>>>>
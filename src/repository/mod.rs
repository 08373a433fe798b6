//! Repository Layer
//!
//! Persistence abstractions and implementations over a key-value slot.

mod kv;
mod pricing_repo;


pub use kv::{FileKvStore, KvStore, MemoryKvStore};
pub use pricing_repo::{PricingRepository, SaveOutcome, PRICING_SLOT};
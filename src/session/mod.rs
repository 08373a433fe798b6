//! Editor Session Layer
//!
//! The in-memory working copy of one estimate being filled in or edited.

mod editor;

pub use editor::EditorSession;
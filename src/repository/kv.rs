//! Key-Value Slot Store
//!
//! The persisted medium: named slots holding raw strings. The file-backed
//! implementation keeps one file per slot; the in-memory one backs tests and
//! mirrors the browser storage the original data came from.

use async_trait::async_trait;
use std::collections::HashMap;
use std::io::ErrorKind;
use std::path::PathBuf;
use tokio::sync::Mutex;

use crate::domain::{DomainError, DomainResult};

/// Abstract key-value storage with whole-slot reads and writes
#[async_trait]
pub trait KvStore: Send + Sync {
    /// Read a slot; None when the slot has never been written
    async fn read(&self, slot: &str) -> DomainResult<Option<String>>;

    /// Replace a slot's content atomically from the caller's point of view
    async fn write(&self, slot: &str, payload: &str) -> DomainResult<()>;
}

/// File-backed store: one `<slot>.json` file per slot under a data directory
pub struct FileKvStore {
    dir: PathBuf,
}

impl FileKvStore {
    pub fn new(dir: impl Into<PathBuf>) -> Self {
        Self { dir: dir.into() }
    }

    fn slot_path(&self, slot: &str) -> PathBuf {
        self.dir.join(format!("{}.json", slot))
    }
}

#[async_trait]
impl KvStore for FileKvStore {
    async fn read(&self, slot: &str) -> DomainResult<Option<String>> {
        match tokio::fs::read_to_string(self.slot_path(slot)).await {
            Ok(payload) => Ok(Some(payload)),
            Err(e) if e.kind() == ErrorKind::NotFound => Ok(None),
            Err(e) => Err(DomainError::Persistence(format!(
                "failed to read slot {}: {}",
                slot, e
            ))),
        }
    }

    async fn write(&self, slot: &str, payload: &str) -> DomainResult<()> {
        tokio::fs::create_dir_all(&self.dir)
            .await
            .map_err(|e| DomainError::Persistence(format!("failed to create data dir: {}", e)))?;
        tokio::fs::write(self.slot_path(slot), payload)
            .await
            .map_err(|e| DomainError::Persistence(format!("failed to write slot {}: {}", slot, e)))
    }
}

/// In-memory store for tests and ephemeral use
#[derive(Default)]
pub struct MemoryKvStore {
    slots: Mutex<HashMap<String, String>>,
}

impl MemoryKvStore {
    pub fn new() -> Self {
        Self::default()
    }
}

#[async_trait]
impl KvStore for MemoryKvStore {
    async fn read(&self, slot: &str) -> DomainResult<Option<String>> {
        Ok(self.slots.lock().await.get(slot).cloned())
    }

    async fn write(&self, slot: &str, payload: &str) -> DomainResult<()> {
        self.slots
            .lock()
            .await
            .insert(slot.to_string(), payload.to_string());
        Ok(())
    }
}
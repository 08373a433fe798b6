//! Billbook Core
//!
//! Layered architecture:
//! - domain: Core entities and business rules
//! - repository: Persistence over a key-value slot
//! - session: In-memory editor working copy
//! - suggest: Text-generation suggestion adapter
//! - render: Printable bill document

pub mod domain;
pub mod render;
pub mod repository;
pub mod session;
pub mod suggest;

pub use domain::{Customer, DomainError, DomainResult, Field, FieldKind, FieldSet, FieldValue, PricingEntry};
pub use repository::{FileKvStore, KvStore, MemoryKvStore, PricingRepository, SaveOutcome, PRICING_SLOT};
pub use session::EditorSession;
pub use suggest::{GeminiProvider, Suggestion, SuggestionProvider};
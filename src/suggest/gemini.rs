//! Gemini Suggestion Provider
//!
//! generateContent-backed implementation of the suggestion seam.

use async_trait::async_trait;
use log::warn;
use reqwest::Client;

use super::{build_prompt, generate_content_body, parse_candidates, Suggestion, SuggestionProvider};
use crate::domain::{DomainError, DomainResult, Field};

const DEFAULT_MODEL: &str = "gemini-1.5-flash";
const API_BASE: &str = "https://generativelanguage.googleapis.com/v1beta/models";

pub struct GeminiProvider {
    client: Client,
    api_key: String,
    model: String,
}

impl GeminiProvider {
    pub fn new(api_key: impl Into<String>) -> Self {
        Self {
            client: Client::new(),
            api_key: api_key.into(),
            model: DEFAULT_MODEL.to_string(),
        }
    }

    pub fn with_model(mut self, model: impl Into<String>) -> Self {
        self.model = model.into();
        self
    }

    /// Read the API key from GEMINI_API_KEY. Key provisioning itself is
    /// external setup, not part of the core.
    pub fn from_env() -> DomainResult<Self> {
        let api_key = std::env::var("GEMINI_API_KEY")
            .map_err(|_| DomainError::Suggestion("GEMINI_API_KEY is not set".to_string()))?;
        Ok(Self::new(api_key))
    }

    fn endpoint(&self) -> String {
        format!(
            "{}/{}:generateContent?key={}",
            API_BASE, self.model, self.api_key
        )
    }
}

#[async_trait]
impl SuggestionProvider for GeminiProvider {
    async fn suggest(&self, price_fields: &[Field], details: &str) -> DomainResult<Suggestion> {
        let prompt = build_prompt(price_fields, details)?;

        let response = self
            .client
            .post(self.endpoint())
            .json(&generate_content_body(&prompt))
            .send()
            .await
            .and_then(|r| r.error_for_status())
            .map_err(|e| {
                warn!("suggestion request failed: {}", e);
                DomainError::Suggestion("failed to get a response from the suggestion service".to_string())
            })?;

        let body: serde_json::Value = response.json().await.map_err(|e| {
            warn!("suggestion response was not JSON: {}", e);
            DomainError::Suggestion("failed to get a response from the suggestion service".to_string())
        })?;

        let text = body["candidates"][0]["content"]["parts"][0]["text"]
            .as_str()
            .ok_or_else(|| {
                DomainError::Suggestion("the suggestion service returned an empty answer".to_string())
            })?
            .to_string();

        let fields = parse_candidates(&text);
        Ok(Suggestion { text, fields })
    }
}
//! Customer Entity

use serde::{Deserialize, Serialize};

/// Customer details attached to a pricing entry. All fields are free text
/// and empty by default; only the name is shown in the saved list.
#[derive(Debug, Clone, Default, PartialEq, Eq, Serialize, Deserialize)]
pub struct Customer {
    #[serde(default)]
    pub name: String,
    #[serde(default)]
    pub phone: String,
    #[serde(default)]
    pub address: String,
}

impl Customer {
    pub fn named(name: impl Into<String>) -> Self {
        Self {
            name: name.into(),
            ..Self::default()
        }
    }
}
<<<<
## [EXERCISE DIRECTIONS]
Reproduce all of the data exactly as given.

## [WRITTEN SOLUTION]
filename src/repository/mod.rs
repository 08373a433fe798b6
//! Repository Layer
//!
//! Persistence abstractions and implementations over a key-value slot.

mod kv;
mod pricing_repo;


pub use kv::{FileKvStore, KvStore, MemoryKvStore};
pub use pricing_repo::{PricingRepository, SaveOutcome, PRICING_SLOT};
filename src/session/mod.rs
repository 08373a433fe798b6
//! Editor Session Layer
//!
//! The in-memory working copy of one estimate being filled in or edited.

mod editor;

pub use editor::EditorSession;
filename src/repository/kv.rs
//! Key-Value Slot Store
//!
//! The persisted medium: named slots holding raw strings. The file-backed
//! implementation keeps one file per slot; the in-memory one backs tests and
//! mirrors the browser storage the original data came from.

use async_trait::async_trait;
use std::collections::HashMap;
use std::io::ErrorKind;
use std::path::PathBuf;
use tokio::sync::Mutex;

use crate::domain::{DomainError, DomainResult};

/// Abstract key-value storage with whole-slot reads and writes
#[async_trait]
pub trait KvStore: Send + Sync {
    /// Read a slot; None when the slot has never been written
    async fn read(&self, slot: &str) -> DomainResult<Option<String>>;

    /// Replace a slot's content atomically from the caller's point of view
    async fn write(&self, slot: &str, payload: &str) -> DomainResult<()>;
}

/// File-backed store: one `<slot>.json` file per slot under a data directory
pub struct FileKvStore {
    dir: PathBuf,
}

impl FileKvStore {
    pub fn new(dir: impl Into<PathBuf>) -> Self {
        Self { dir: dir.into() }
    }

    fn slot_path(&self, slot: &str) -> PathBuf {
        self.dir.join(format!("{}.json", slot))
    }
}

#[async_trait]
impl KvStore for FileKvStore {
    async fn read(&self, slot: &str) -> DomainResult<Option<String>> {
        match tokio::fs::read_to_string(self.slot_path(slot)).await {
            Ok(payload) => Ok(Some(payload)),
            Err(e) if e.kind() == ErrorKind::NotFound => Ok(None),
            Err(e) => Err(DomainError::Persistence(format!(
                "failed to read slot {}: {}",
                slot, e
            ))),
        }
    }

    async fn write(&self, slot: &str, payload: &str) -> DomainResult<()> {
        tokio::fs::create_dir_all(&self.dir)
            .await
            .map_err(|e| DomainError::Persistence(format!("failed to create data dir: {}", e)))?;
        tokio::fs::write(self.slot_path(slot), payload)
            .await
            .map_err(|e| DomainError::Persistence(format!("failed to write slot {}: {}", slot, e)))
    }
}

/// In-memory store for tests and ephemeral use
#[derive(Default)]
pub struct MemoryKvStore {
    slots: Mutex<HashMap<String, String>>,
}

impl MemoryKvStore {
    pub fn new() -> Self {
        Self::default()
    }
}

#[async_trait]
impl KvStore for MemoryKvStore {
    async fn read(&self, slot: &str) -> DomainResult<Option<String>> {
        Ok(self.slots.lock().await.get(slot).cloned())
    }

    async fn write(&self, slot: &str, payload: &str) -> DomainResult<()> {
        self.slots
            .lock()
            .await
            .insert(slot.to_string(), payload.to_string());
        Ok(())
    }
}
repository 08373a433fe798b6
//! Billbook Core
//!
//! Layered architecture:
//! - domain: Core entities and business rules
//! - repository: Persistence over a key-value slot
//! - session: In-memory editor working copy
//! - suggest: Text-generation suggestion adapter
//! - render: Printable bill document

pub mod domain;
pub mod render;
pub mod repository;
pub mod session;
pub mod suggest;

pub use domain::{Customer, DomainError, DomainResult, Field, FieldKind, FieldSet, FieldValue, PricingEntry};
pub use repository::{FileKvStore, KvStore, MemoryKvStore, PricingRepository, SaveOutcome, PRICING_SLOT};
pub use session::EditorSession;
pub use suggest::{GeminiProvider, Suggestion, SuggestionProvider};
filename src/suggest/gemini.rs
//! Gemini Suggestion Provider
//!
//! generateContent-backed implementation of the suggestion seam.

use async_trait::async_trait;
use log::warn;
use reqwest::Client;

use super::{build_prompt, generate_content_body, parse_candidates, Suggestion, SuggestionProvider};
use crate::domain::{DomainError, DomainResult, Field};

const DEFAULT_MODEL: &str = "gemini-1.5-flash";
const API_BASE: &str = "https://generativelanguage.googleapis.com/v1beta/models";

pub struct GeminiProvider {
    client: Client,
    api_key: String,
    model: String,
}

impl GeminiProvider {
    pub fn new(api_key: impl Into<String>) -> Self {
        Self {
            client: Client::new(),
            api_key: api_key.into(),
            model: DEFAULT_MODEL.to_string(),
        }
    }

    pub fn with_model(mut self, model: impl Into<String>) -> Self {
        self.model = model.into();
        self
    }

    /// Read the API key from GEMINI_API_KEY. Key provisioning itself is
    /// external setup, not part of the core.
    pub fn from_env() -> DomainResult<Self> {
        let api_key = std::env::var("GEMINI_API_KEY")
            .map_err(|_| DomainError::Suggestion("GEMINI_API_KEY is not set".to_string()))?;
        Ok(Self::new(api_key))
    }

    fn endpoint(&self) -> String {
        format!(
            "{}/{}:generateContent?key={}",
            API_BASE, self.model, self.api_key
        )
    }
}

#[async_trait]
impl SuggestionProvider for GeminiProvider {
    async fn suggest(&self, price_fields: &[Field], details: &str) -> DomainResult<Suggestion> {
        let prompt = build_prompt(price_fields, details)?;

        let response = self
            .client
            .post(self.endpoint())
            .json(&generate_content_body(&prompt))
            .send()
            .await
            .and_then(|r| r.error_for_status())
            .map_err(|e| {
                warn!("suggestion request failed: {}", e);
                DomainError::Suggestion("failed to get a response from the suggestion service".to_string())
            })?;

        let body: serde_json::Value = response.json().await.map_err(|e| {
            warn!("suggestion response was not JSON: {}", e);
            DomainError::Suggestion("failed to get a response from the suggestion service".to_string())
        })?;

        let text = body["candidates"][0]["content"]["parts"][0]["text"]
            .as_str()
            .ok_or_else(|| {
                DomainError::Suggestion("the suggestion service returned an empty answer".to_string())
            })?
            .to_string();

        let fields = parse_candidates(&text);
        Ok(Suggestion { text, fields })
    }
}
//! Customer Entity

use serde::{Deserialize, Serialize};

/// Customer details attached to a pricing entry. All fields are free text
/// and empty by default; only the name is shown in the saved list.
#[derive(Debug, Clone, Default, PartialEq, Eq, Serialize, Deserialize)]
pub struct Customer {
    #[serde(default)]
    pub name: String,
    #[serde(default)]
    pub phone: String,
    #[serde(default)]
    pub address: String,
}

impl Customer {
    pub fn named(name: impl Into<String>) -> Self {
        Self {
            name: name.into(),
            ..Self::default()
        }
    }
}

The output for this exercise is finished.